From Christ himself, through Augustine and the Reformation, and on through the Puritan and early evangelical age, there was no artificial dichotomy or duality posited between law and gospel, Old and New Testament, the God of the Old Covenant and the God of the New. The Psalmist celebrates this beautiful vision for life rooted in the blessing of God’s law in Psalm 119. This holistic vision of the Christian life provided the integrated worldview and social vision necessary for the development of Christian civilization. We are abandoning this vision with frightening rapidity in the modern Church. We would do well to remember God is not mocked. The rejection of God’s law will have, and is having, real consequences. And those Christians who disregard God’s law and teach others to do likewise will be called least in the kingdom of God (Matt. 5:19).



[1]St. Augustine, The Triumph of Grace: Augustine’s writings on salvation, ed. N. R. Needham (Ebbw Vale, Wales: Grace Publications Trust, 2000), 106–107.

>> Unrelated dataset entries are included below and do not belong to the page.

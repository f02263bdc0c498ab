//! Configuration for computing measures.

use serde::{Deserialize, Serialize};

use crate::algorithm::distance::{DistanceMetric, LengthUnit, SegmentDistance};
use crate::geometry::Coord;

/// Options controlling how measures are computed.
///
/// The default measures great-circle (haversine) distance in miles.
#[derive(Debug, Clone, Copy, PartialEq, Default, Serialize, Deserialize)]
#[serde(default)]
pub struct MeasureOptions {
    /// Formula used for each segment.
    pub metric: DistanceMetric,

    /// Unit of the output measures. Ignored by [DistanceMetric::Euclidean].
    pub unit: LengthUnit,
}

impl MeasureOptions {
    pub fn new(metric: DistanceMetric, unit: LengthUnit) -> Self {
        Self { metric, unit }
    }

    pub fn with_metric(self, metric: DistanceMetric) -> Self {
        Self { metric, ..self }
    }

    pub fn with_unit(self, unit: LengthUnit) -> Self {
        Self { unit, ..self }
    }
}

impl SegmentDistance for MeasureOptions {
    fn segment_distance(&self, from: &Coord, to: &Coord) -> f64 {
        let distance = self.metric.distance(from, to);
        if self.metric.is_geographic() {
            self.unit.from_meters(distance)
        } else {
            distance
        }
    }
}

#[cfg(test)]
mod test {
    use super::*;

    #[test]
    fn defaults_to_haversine_miles() {
        let options = MeasureOptions::default();
        assert_eq!(options.metric, DistanceMetric::Haversine);
        assert_eq!(options.unit, LengthUnit::Miles);
    }

    #[test]
    fn deserialize_partial() {
        let options: MeasureOptions = serde_json::from_str(r#"{"unit": "kilometers"}"#).unwrap();
        assert_eq!(
            options,
            MeasureOptions::default().with_unit(LengthUnit::Kilometers)
        );

        let options: MeasureOptions =
            serde_json::from_str(r#"{"metric": "geodesic", "unit": "nautical_miles"}"#).unwrap();
        assert_eq!(
            options,
            MeasureOptions::new(DistanceMetric::Geodesic, LengthUnit::NauticalMiles)
        );
    }

    #[test]
    fn serialize_snake_case() {
        let options = MeasureOptions::default().with_metric(DistanceMetric::Euclidean);
        let json = serde_json::to_string(&options).unwrap();
        assert_eq!(json, r#"{"metric":"euclidean","unit":"miles"}"#);
    }

    #[test]
    fn unit_applies_to_geographic_only() {
        let from: Coord = (0., 0.).into();
        let to: Coord = (0., 1.).into();

        let miles = MeasureOptions::default().segment_distance(&from, &to);
        let meters = MeasureOptions::default()
            .with_unit(LengthUnit::Meters)
            .segment_distance(&from, &to);
        assert_eq!(miles, meters / 1609.344);

        let planar = MeasureOptions::default()
            .with_metric(DistanceMetric::Euclidean)
            .segment_distance(&from, &to);
        assert_eq!(planar, 1.0);
    }
}
use crate::datatypes::Dimension;
use crate::error::{LinRefError, Result};
use crate::geometry::LineString;

/// An ordered collection of [LineString] parts sharing one [Dimension].
#[derive(Debug, Clone, PartialEq)]
pub struct MultiLineString {
    line_strings: Vec<LineString>,
    dim: Dimension,
}

impl MultiLineString {
    /// Construct a new MultiLineString without checking that each part matches `dim`.
    pub fn new(line_strings: Vec<LineString>, dim: Dimension) -> Self {
        Self { line_strings, dim }
    }

    /// Construct a new MultiLineString, inferring the dimension from the parts.
    ///
    /// Empty parts carry no dimension of their own and take on the inferred one.
    pub fn try_new(mut line_strings: Vec<LineString>) -> Result<Self> {
        let dim = line_strings
            .iter()
            .find(|ls| !ls.is_empty())
            .map_or(Dimension::XY, LineString::dim);
        for (i, ls) in line_strings.iter().enumerate() {
            if !ls.is_empty() && ls.dim() != dim {
                return Err(LinRefError::InvalidCoordinate(format!(
                    "part {i} has dimension {}, expected {dim}",
                    ls.dim()
                )));
            }
        }
        line_strings
            .iter_mut()
            .filter(|ls| ls.is_empty())
            .for_each(|ls| ls.set_dim(dim));
        Ok(Self { line_strings, dim })
    }

    /// Access the parts of this geometry.
    pub fn line_strings(&self) -> &[LineString] {
        &self.line_strings
    }

    /// Mutable access to the parts of this geometry.
    pub fn line_strings_mut(&mut self) -> &mut [LineString] {
        &mut self.line_strings
    }

    /// Consume this geometry, returning its parts.
    pub fn into_inner(self) -> Vec<LineString> {
        self.line_strings
    }

    /// The coordinate dimension of this geometry.
    pub fn dim(&self) -> Dimension {
        self.dim
    }

    pub(crate) fn set_dim(&mut self, dim: Dimension) {
        self.dim = dim;
    }

    /// Number of parts.
    pub fn num_line_strings(&self) -> usize {
        self.line_strings.len()
    }
}
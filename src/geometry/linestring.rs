use crate::datatypes::Dimension;
use crate::error::{LinRefError, Result};
use crate::geometry::Coord;

/// An ordered sequence of vertices sharing one [Dimension].
///
/// Within a multi-part geometry this is one "part".
#[derive(Debug, Clone, PartialEq)]
pub struct LineString {
    coords: Vec<Coord>,
    dim: Dimension,
}

impl LineString {
    /// Construct a new LineString without checking that each coordinate matches `dim`.
    pub fn new(coords: Vec<Coord>, dim: Dimension) -> Self {
        Self { coords, dim }
    }

    /// Construct a new LineString, inferring the dimension from the coordinates.
    ///
    /// # Errors
    ///
    /// - if coordinates do not all carry the same ordinates
    /// - if any ordinate is not finite
    ///
    /// An empty coordinate list yields an empty [Dimension::XY] line.
    pub fn try_new(coords: Vec<Coord>) -> Result<Self> {
        let dim = coords.first().map_or(Dimension::XY, Coord::dim);
        for (i, coord) in coords.iter().enumerate() {
            if coord.dim() != dim {
                return Err(LinRefError::InvalidCoordinate(format!(
                    "vertex {i} has dimension {}, expected {dim}",
                    coord.dim()
                )));
            }
            if !coord.is_finite() {
                return Err(LinRefError::InvalidCoordinate(format!(
                    "vertex {i} has a non-finite ordinate: {coord:?}"
                )));
            }
        }
        Ok(Self { coords, dim })
    }

    /// Access the vertices of this line.
    pub fn coords(&self) -> &[Coord] {
        &self.coords
    }

    /// Mutable access to the vertices of this line.
    pub fn coords_mut(&mut self) -> &mut [Coord] {
        &mut self.coords
    }

    /// The coordinate dimension of this line.
    pub fn dim(&self) -> Dimension {
        self.dim
    }

    pub(crate) fn set_dim(&mut self, dim: Dimension) {
        self.dim = dim;
    }

    /// Number of vertices.
    pub fn len(&self) -> usize {
        self.coords.len()
    }

    /// Whether this line has no vertices.
    pub fn is_empty(&self) -> bool {
        self.coords.is_empty()
    }

    /// The measure of each vertex, if present.
    pub fn measures(&self) -> impl Iterator<Item = Option<f64>> + '_ {
        self.coords.iter().map(|c| c.m)
    }
}
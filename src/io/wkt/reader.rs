use std::str::FromStr;

use crate::error::{LinRefError, Result};
use crate::geometry::{Coord, Geometry, LineString, MultiLineString};

/// Parse a WKT string into a line [Geometry].
///
/// Accepts `LINESTRING` and `MULTILINESTRING` with two or three ordinates per vertex.
///
/// # Errors
///
/// - if the text is not valid WKT
/// - if it describes any other geometry type
/// - if vertices already carry a measure, mix dimensions, or contain non-finite values
pub fn read_wkt(s: &str) -> Result<Geometry> {
    let wkt = wkt::Wkt::<f64>::from_str(s).map_err(LinRefError::Wkt)?;
    let geom = match wkt {
        wkt::Wkt::LineString(ls) => Geometry::LineString(line_string_from_wkt(ls)?),
        wkt::Wkt::MultiLineString(mls) => {
            let parts = mls
                .0
                .into_iter()
                .map(line_string_from_wkt)
                .collect::<Result<Vec<_>>>()?;
            Geometry::MultiLineString(MultiLineString::try_new(parts)?)
        }
        other => {
            return Err(LinRefError::IncorrectGeometryType(
                format!("expected LINESTRING or MULTILINESTRING, got {}", type_name(&other)).into(),
            ))
        }
    };
    if geom.dim().has_m() {
        return Err(LinRefError::InvalidCoordinate(
            "input already carries M values".to_string(),
        ));
    }
    Ok(geom)
}

fn line_string_from_wkt(line_string: wkt::types::LineString<f64>) -> Result<LineString> {
    LineString::try_new(line_string.0.into_iter().map(Coord::from).collect())
}

fn type_name(wkt: &wkt::Wkt<f64>) -> &'static str {
    match wkt {
        wkt::Wkt::Point(_) => "POINT",
        wkt::Wkt::Polygon(_) => "POLYGON",
        wkt::Wkt::MultiPoint(_) => "MULTIPOINT",
        wkt::Wkt::MultiPolygon(_) => "MULTIPOLYGON",
        wkt::Wkt::GeometryCollection(_) => "GEOMETRYCOLLECTION",
        _ => "an unsupported geometry",
    }
}
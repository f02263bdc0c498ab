//! Path length of line geometries.

use crate::algorithm::distance::SegmentDistance;
use crate::geometry::{Geometry, LineString, MultiLineString};

/// Determine the length of each part of a line geometry.
///
/// Segment distances are folded in vertex order, so for any part the result equals, bit for
/// bit, the last measure that [LineReference](crate::algorithm::LineReference) writes with the
/// same distance.
pub trait PathLength {
    type Output;

    fn path_length<D: SegmentDistance + ?Sized>(&self, distance: &D) -> Self::Output;
}

impl PathLength for LineString {
    type Output = f64;

    fn path_length<D: SegmentDistance + ?Sized>(&self, distance: &D) -> Self::Output {
        self.coords()
            .windows(2)
            .fold(0.0, |acc, w| acc + distance.segment_distance(&w[0], &w[1]))
    }
}

/// One length per part.
impl PathLength for MultiLineString {
    type Output = Vec<f64>;

    fn path_length<D: SegmentDistance + ?Sized>(&self, distance: &D) -> Self::Output {
        self.line_strings()
            .iter()
            .map(|ls| ls.path_length(distance))
            .collect()
    }
}

/// One length per part.
impl PathLength for Geometry {
    type Output = Vec<f64>;

    fn path_length<D: SegmentDistance + ?Sized>(&self, distance: &D) -> Self::Output {
        self.parts()
            .iter()
            .map(|ls| ls.path_length(distance))
            .collect()
    }
}
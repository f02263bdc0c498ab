//! Geometry type and dimension tags.

use std::fmt::Display;

use serde::{Deserialize, Serialize};

/// The kind of line geometry.
#[derive(Debug, Clone, Copy, PartialEq, Eq, Hash, Serialize, Deserialize)]
pub enum GeometryType {
    /// A single line.
    LineString,

    /// Zero or more lines.
    MultiLineString,
}

impl GeometryType {
    /// The WKT keyword for this geometry type, without a dimension tag.
    pub fn keyword(&self) -> &'static str {
        match self {
            GeometryType::LineString => "LINESTRING",
            GeometryType::MultiLineString => "MULTILINESTRING",
        }
    }
}

impl Display for GeometryType {
    fn fmt(&self, f: &mut std::fmt::Formatter<'_>) -> std::fmt::Result {
        f.write_str(self.keyword())
    }
}

/// The coordinate dimension of a geometry.
#[derive(Debug, Clone, Copy, PartialEq, Eq, Hash, Serialize, Deserialize)]
pub enum Dimension {
    /// Two-dimensional.
    XY,

    /// Three-dimensional.
    XYZ,

    /// XYM (2D with measure).
    XYM,

    /// XYZM (3D with measure).
    XYZM,
}

impl Dimension {
    /// Infer the dimension from which optional ordinates are present.
    pub fn from_flags(has_z: bool, has_m: bool) -> Self {
        match (has_z, has_m) {
            (false, false) => Dimension::XY,
            (true, false) => Dimension::XYZ,
            (false, true) => Dimension::XYM,
            (true, true) => Dimension::XYZM,
        }
    }

    /// Whether coordinates carry a measure ordinate.
    pub fn has_m(&self) -> bool {
        matches!(self, Dimension::XYM | Dimension::XYZM)
    }

    /// The WKT dimension tag that follows the geometry keyword.
    ///
    /// Two-dimensional geometries have no tag.
    pub fn wkt_tag(&self) -> Option<&'static str> {
        match self {
            Dimension::XY => None,
            Dimension::XYZ => Some("Z"),
            Dimension::XYM => Some("M"),
            Dimension::XYZM => Some("ZM"),
        }
    }
}

impl Display for Dimension {
    fn fmt(&self, f: &mut std::fmt::Formatter<'_>) -> std::fmt::Result {
        match self {
            Dimension::XY => write!(f, "XY"),
            Dimension::XYZ => write!(f, "XYZ"),
            Dimension::XYM => write!(f, "XYM"),
            Dimension::XYZM => write!(f, "XYZM"),
        }
    }
}

#[cfg(test)]
mod test {
    use super::*;

    #[test]
    fn from_flags() {
        assert_eq!(Dimension::from_flags(false, false), Dimension::XY);
        assert_eq!(Dimension::from_flags(true, false), Dimension::XYZ);
        assert_eq!(Dimension::from_flags(false, true), Dimension::XYM);
        assert_eq!(Dimension::from_flags(true, true), Dimension::XYZM);
    }

    #[test]
    fn wkt_tags() {
        assert_eq!(Dimension::XY.wkt_tag(), None);
        assert_eq!(Dimension::XYZ.wkt_tag(), Some("Z"));
        assert_eq!(Dimension::XYM.wkt_tag(), Some("M"));
        assert_eq!(Dimension::XYZM.wkt_tag(), Some("ZM"));
        assert_eq!(GeometryType::MultiLineString.to_string(), "MULTILINESTRING");
    }
}
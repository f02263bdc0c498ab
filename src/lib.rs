//! Linear referencing for Well-Known Text line geometries.
//!
//! [add_line_references] takes a `LINESTRING` or `MULTILINESTRING` in WKT and returns the same
//! geometry tagged `ZM`, where the 4th ordinate of every vertex is its distance along the line
//! from the start of its part, in miles.
//!
//! ```
//! let referenced = linref::add_line_references("LINESTRING Z (0 0 0, 0 1 0)").unwrap();
//! assert!(referenced.starts_with("LINESTRING ZM (0 0 0 0, 0 1 0 69.09"));
//! ```

#![cfg_attr(not(test), deny(unused_crate_dependencies))]

pub use datatypes::{Dimension, GeometryType};
pub use error::{LinRefError, Result};
pub use geometry::Geometry;
pub use options::MeasureOptions;

pub mod algorithm;
pub mod datatypes;
pub mod error;
pub mod geometry;
pub mod io;
pub mod options;
#[cfg(test)]
pub(crate) mod test;

use crate::algorithm::{LineReference, PathLength};
use crate::io::wkt::{read_wkt, to_wkt};

/// Add linear references, measured as haversine distance in miles, to a WKT line geometry.
///
/// See [add_line_references_with_options].
pub fn add_line_references(wkt: &str) -> Result<String> {
    add_line_references_with_options(wkt, &MeasureOptions::default())
}

/// Add linear references to a WKT line geometry.
///
/// The input is split into parts (a `LINESTRING` is one part), each part is referenced on its
/// own starting from 0, and the parts are written back as `LINESTRING ZM` when there is one and
/// `MULTILINESTRING ZM` otherwise.
///
/// # Errors
///
/// - [LinRefError::Wkt] if the text is not valid WKT
/// - [LinRefError::IncorrectGeometryType] if it is not a line geometry
/// - [LinRefError::EmptyGeometry] if it has no parts
/// - [LinRefError::InvalidCoordinate] if a vertex cannot be referenced
pub fn add_line_references_with_options(wkt: &str, options: &MeasureOptions) -> Result<String> {
    let geometry = read_wkt(wkt)?;
    log::debug!(
        "referencing {} {} with {} vertices using {:?}",
        geometry.geometry_type(),
        geometry.dim(),
        geometry.num_coords(),
        options
    );

    let mut parts = geometry.into_parts();
    for (i, part) in parts.iter_mut().enumerate() {
        part.line_reference_mut(options);
        if log::log_enabled!(log::Level::Trace) {
            log::trace!(
                "part {i}: {} vertices, length {}",
                part.len(),
                part.path_length(options)
            );
        }
    }

    let referenced = Geometry::from_parts(parts)?;
    log::debug!(
        "referenced geometry has {} part(s)",
        referenced.parts().len()
    );
    to_wkt(&referenced)
}
//! Read and write line geometries as Well-Known Text.

pub use reader::read_wkt;
pub use writer::{to_wkt, write_geometry};

mod reader;
mod writer;
//! Proptest generators for property-based testing.

use std::ops::Range;

use proptest::prelude::*;

use seqledger_analysis::Sequence;
use seqledger_core::{Digest, Payload, Record};

/// Generate a DNA string over {A, C, G, T} with length in `len`.
pub fn dna_string(len: Range<usize>) -> impl Strategy<Value = String> {
    proptest::collection::vec(prop_oneof!["A", "C", "G", "T"], len)
        .prop_map(|parts| parts.concat())
}

/// Generate a validated sequence.
pub fn sequence(len: Range<usize>) -> impl Strategy<Value = Sequence> {
    dna_string(len).prop_map(|raw| Sequence::parse(&raw).expect("generated over the alphabet"))
}

/// Generate a random digest.
pub fn digest() -> impl Strategy<Value = Digest> {
    any::<[u8; 32]>().prop_map(Digest::from_bytes)
}

/// Generate a reasonable timestamp.
pub fn timestamp() -> impl Strategy<Value = i64> {
    0i64..=i64::MAX / 2
}

/// Generate a small structured payload (text, number, or flat map).
pub fn payload() -> impl Strategy<Value = Payload> {
    prop_oneof![
        "[a-zA-Z0-9 ]{0,32}".prop_map(Payload::Text),
        any::<i64>().prop_map(|n| Payload::Integer(n.into())),
        proptest::collection::vec(("[a-z]{1,8}", any::<i64>()), 0..6).prop_map(|entries| {
            Payload::Map(
                entries
                    .into_iter()
                    .map(|(k, v)| (Payload::Text(k), Payload::Integer(v.into())))
                    .collect(),
            )
        }),
    ]
}

/// Generate an arbitrary (not necessarily chain-consistent) record.
pub fn record() -> impl Strategy<Value = Record> {
    (0u64..1000, timestamp(), payload(), digest())
        .prop_map(|(index, ts, payload, prev)| Record::new(index, ts, payload, prev))
}
//! # Seqledger Analysis
//!
//! The DNA sequence domain: a validated [`Sequence`] type, a family of
//! pluggable [`Transform`]s, and the [`Pipeline`] that runs them all over
//! one input and assembles an [`AnalysisReport`].
//!
//! Alphabet validation happens once, at the [`Sequence`] boundary. Every
//! transform takes a `&Sequence` and can therefore assume symbols are drawn
//! from {A, C, G, T}.

pub mod codon;
pub mod error;
pub mod pipeline;
pub mod report;
pub mod sequence;
pub mod transforms;

pub use codon::{AminoAcid, CodonTable};
pub use error::{AnalysisError, TransformError};
pub use pipeline::Pipeline;
pub use report::{AnalysisReport, BaseCounts, TransformOutput};
pub use sequence::{Base, Sequence};
pub use transforms::{
    BaseCount, Complement, GcContent, ReverseComplement, Transcription, Transform, Translation,
};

[2]Needham, The Triumph of Grace, 107–108.

[3]Needham, The Triumph of Grace, 106.

[4]Carol Harrison, Augustine: Christian Truth and Fractured Humanity; Christian Theology in Context (Padstow, Cornwall: Oxford University Press, 200), 86-87.

[5]Harrison, Augustine, 110                                                        

[6]John Calvin, Calvin’s New Testament Commentaries: A Harmony of the Gospels, Matthew, Mark and Luke (Grand Rapids: Eerdmans, 1994), 180.

[7]Calvin, A Harmony of the Gospels, Matthew, Mark and Luke, 183–184.

[8]David W. Hall, The Legacy of John Calvin: His influence on the modern world (Phillipsburg: Presbyterian & Reformed, 2008), 18.

[9]Hall, The Legacy of John Calvin, 18.

[10]Graham Miller, Calvin’s Wisdom: An Anthology Arranged Alphabetically (Bath, Avon: Banner of Truth, 1992), 191.

[11]Miller, Calvin’s Wisdom, 193.

[12]Hall, The Legacy of John Calvin, 19.